For the second time this month, Casino Queen Holding Company Inc. is acquiring a gaming venue in Baton Rouge, La., saying Tuesday it’s purchasing the operating rights for the Hollywood Casino Baton Rouge.
The buyer is paying $28.2 million for the operating rights to the riverboat casino and entering into a sale-leaseback agreement with Gaming and Leisure Properties (GLPI), which retain ownership of the real estate assets. The news arrives just days after GLPI said the venue will be renamed Casino Rouge when it comes ashore in early 2022.
GLPI made the announcement in conjunction with a broader series of corporate moves, including the $31.3 million sale of the operating rights for the Hollywood Casino Perryville in Maryland to Penn National Gaming.
GLPI, one of three publicly traded gaming real estate investment trusts (REITs) in the US, typically acts as a landlord, but it also owns and operates a small number of casinos, including the aforementioned Hollywood venues. With the announced deals, the company’s operational exposure shrinks, allowing it focus on its core competency of property management.
Digging Deeper Into the Deal
As part of the agreement to offload operating rights for the soon-to-be Casino Rouge to Casino Queen, GLPI is becoming the gaming company’s landlord in another location.
GLPI will retain ownership of all real estate assets at Hollywood Casino Baton Rouge (HCBR) and will simultaneously enter into a master lease with Casino Queen, which will include both the DraftKings at Casino Queen (“DKCQ”) property in East St. Louis, Ill. and the HCBR facility, for initial annual cash rent of approximately $21.4 million. The lease will have an initial term of 15 years with four 5-year extensions,” according to a statement.
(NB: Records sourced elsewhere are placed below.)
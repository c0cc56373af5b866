//! strata-core - Core library for Strata
//!
//! This crate provides the environment model, the static deployment plan,
//! placeholder substitution, configuration parsing, and project root
//! resolution shared by the deployment orchestrator and the CLI.

pub mod config;
pub mod environment;
pub mod error;
pub mod plan;
pub mod project;
pub mod substitute;

pub use config::{Config, ExecutorConfig, ExecutorKind};
pub use environment::Environment;
pub use error::{CoreError, CoreResult};
pub use plan::{DeploymentStep, Layer, DEPLOYMENT_PLAN};
pub use substitute::{substitute_database, PLACEHOLDER_DATABASE};
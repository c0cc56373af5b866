//! strata-db - Execution backends for Strata
//!
//! This crate provides the `Database` trait the deployment orchestrator hands
//! substituted SQL to, with a Snowflake CLI backend and a DuckDB backend.

pub mod duckdb;
pub mod error;
pub mod snowflake;
pub mod traits;

pub use duckdb::DuckDbBackend;
pub use error::{DbError, DbResult};
pub use snowflake::SnowCliBackend;
pub use traits::{connect, Database};
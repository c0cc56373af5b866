//! Error types for strata-deploy

use strata_core::CoreError;
use strata_db::DbError;
use thiserror::Error;

/// Why a single deployment step failed
#[derive(Error, Debug)]
pub enum StepError {
    /// Resource missing or unreadable
    #[error(transparent)]
    Resource(#[from] CoreError),

    /// Backend rejected the SQL
    #[error(transparent)]
    Execution(#[from] DbError),

    /// S001: Backend did not finish within the step timeout
    #[error("[S001] Execution timed out after {secs}s")]
    Timeout { secs: u64 },
}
As part of the accord between the two companies, GLPI gets rights of first refusal on other Casino Queen sale-leaseback deals up to $50 million that could pop up over the next two years.
The REIT will proceed with previously announced construction spending on the Baton Rouge casino associated with bringing it ashore. That effort is expected to cost $21 million to $25 million.
Growing in Baton Rouge
Earlier this month, Caesars Entertainment said it’s selling operating rights to the Belle of Baton Rouge riverboat casino to Casino Queen for an undisclosed sum. GLPI also owns those real estate assets.
When that pair of transactions finalize, Casino Queen will own two of the three gaming venues in the Louisiana capitol. Due to the operator’s Illinois relationship with DraftKings, there’s speculation that one of the two Pelican state assets it’s buying could eventually bear the name of the daily fantasy sports (DFS) and sportsbook company, particularly with Louisiana recently approving DFS and sports betting.
Casino Queen is controlled Standard General, the hedge fund that’s the largest shareholder in Bally’s, the thriving regional gaming firm previously known as Twin River Worldwide Holdings.